Maybe it was (but not as effective as at low and medium attitudes), I'm not sure about it, but I read that the best effects of use MW-50 are under 6000 m - don't know why exactly. I also read that Jumo 213 E-1 engine was using new high-pressure MW-50 system (which use additional pump). I would appreciate if someone could explain those complicated aspects of Jumo 213E-1  and its high - pressure MW-50.
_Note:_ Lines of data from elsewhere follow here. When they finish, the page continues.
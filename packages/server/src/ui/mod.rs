//! WebSocket relay server.

mod handler;
mod server;
mod signal;
pub mod state; // UseCase の組み立てに使うため public

pub use server::Server;
pub use signal::shutdown_signal;
//! UseCase: イベント配信エンジン
//!
//! ## 責務
//!
//! - レジストリのスナップショットに対する配信（送信者の除外付き）
//! - 受信者ごとに自分を除いたロスターの通知
//!
//! 配信は [`Turn`] を保持した状態で行います。これにより、同じ送信者からの
//! イベントは各受信者に送信順で届き、ロスターは常に最新のレジストリを反映します。
//! 個別の送信失敗はバッチを中断しません。失敗した接続は送信キューが閉じられ、
//! 通常の切断経路で片付けられます。

use std::sync::Arc;

use crate::{
    domain::{ConnectionId, ConnectionRepository, MessagePusher, roster_excluding},
    infrastructure::dto::websocket::ServerEvent,
};

use super::{
    error::BroadcastError,
    sequencer::{Sequencer, Turn},
};

/// 1 回の配信の結果
#[derive(Debug, Clone, Default, PartialEq, Eq)]
pub struct BroadcastReport {
    /// 送信キューに積めた接続数
    pub delivered: usize,
    /// 送信できず切り離された接続
    pub dropped: Vec<ConnectionId>,
}

/// イベント配信エンジン
pub struct BroadcastEngine {
    sequencer: Sequencer,
    repository: Arc<dyn ConnectionRepository>,
    message_pusher: Arc<dyn MessagePusher>,
}

impl BroadcastEngine {
    pub fn new(
        repository: Arc<dyn ConnectionRepository>,
        message_pusher: Arc<dyn MessagePusher>,
    ) -> Self {
        Self {
            sequencer: Sequencer::new(),
            repository,
            message_pusher,
        }
    }

    /// 配信の順番を取得
    pub async fn turn(&self) -> Turn<'_> {
        self.sequencer.turn().await
    }

    /// スナップショット中の `exclude` 以外の全セッションへイベントを送る
    ///
    /// # Arguments
    ///
    /// * `_turn` - 配信の順番（保持していることの証明）
    /// * `event` - 配信するイベント
    /// * `exclude` - 配信対象から外す接続（送信者）
    pub async fn broadcast(
        &self,
        _turn: &Turn<'_>,
        event: &ServerEvent,
        exclude: Option<&ConnectionId>,
    ) -> Result<BroadcastReport, BroadcastError> {
        let json = event.to_json()?;

        let targets: Vec<ConnectionId> = self
            .repository
            .snapshot()
            .await
            .into_iter()
            .map(|session| session.connection_id)
            .filter(|id| Some(id) != exclude)
            .collect();
        let attempted = targets.len();

        let dropped = self.message_pusher.broadcast(targets, &json).await;

        Ok(BroadcastReport {
            delivered: attempted.saturating_sub(dropped.len()),
            dropped,
        })
    }

    /// 全セッションへ、それぞれ自分を除いたロスターを送る
    pub async fn announce_roster(&self, _turn: &Turn<'_>) -> Result<BroadcastReport, BroadcastError> {
        let sessions = self.repository.snapshot().await;
        let mut report = BroadcastReport::default();

        for session in &sessions {
            let roster = roster_excluding(&sessions, &session.connection_id);
            let json = ServerEvent::roster(&roster).to_json()?;

            match self
                .message_pusher
                .push_to(&session.connection_id, &json)
                .await
            {
                Ok(()) => report.delivered += 1,
                Err(e) => {
                    tracing::warn!("Failed to push roster: {}", e);
                    report.dropped.push(session.connection_id.clone());
                }
            }
        }

        tracing::debug!(
            "Announced roster to {} session(s) ({} dropped)",
            report.delivered,
            report.dropped.len()
        );

        Ok(report)
    }
}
But my question is still the same: what were the pilots thinking about those injection systems ??

Regards


----------



## Civettone (Feb 12, 2007)

I'm not very good in explaining technical issues but I know that there are several sites which explain it better and if you want I'll provide you with a couple.
I tell myself it has to do with 'rated altitude' at which the engine or better said the supercharger achieves maximal compression and power. Under that rated altitude the MW 50 is used, above the GM 1.

What I read is that MW 50 was liked but not the GM 1 because the latter's installation weight too much so it would only have an advantage at height altitude but a disadvantage at low alt. (This is the opinion of the engineers so not the pilots, sorry...)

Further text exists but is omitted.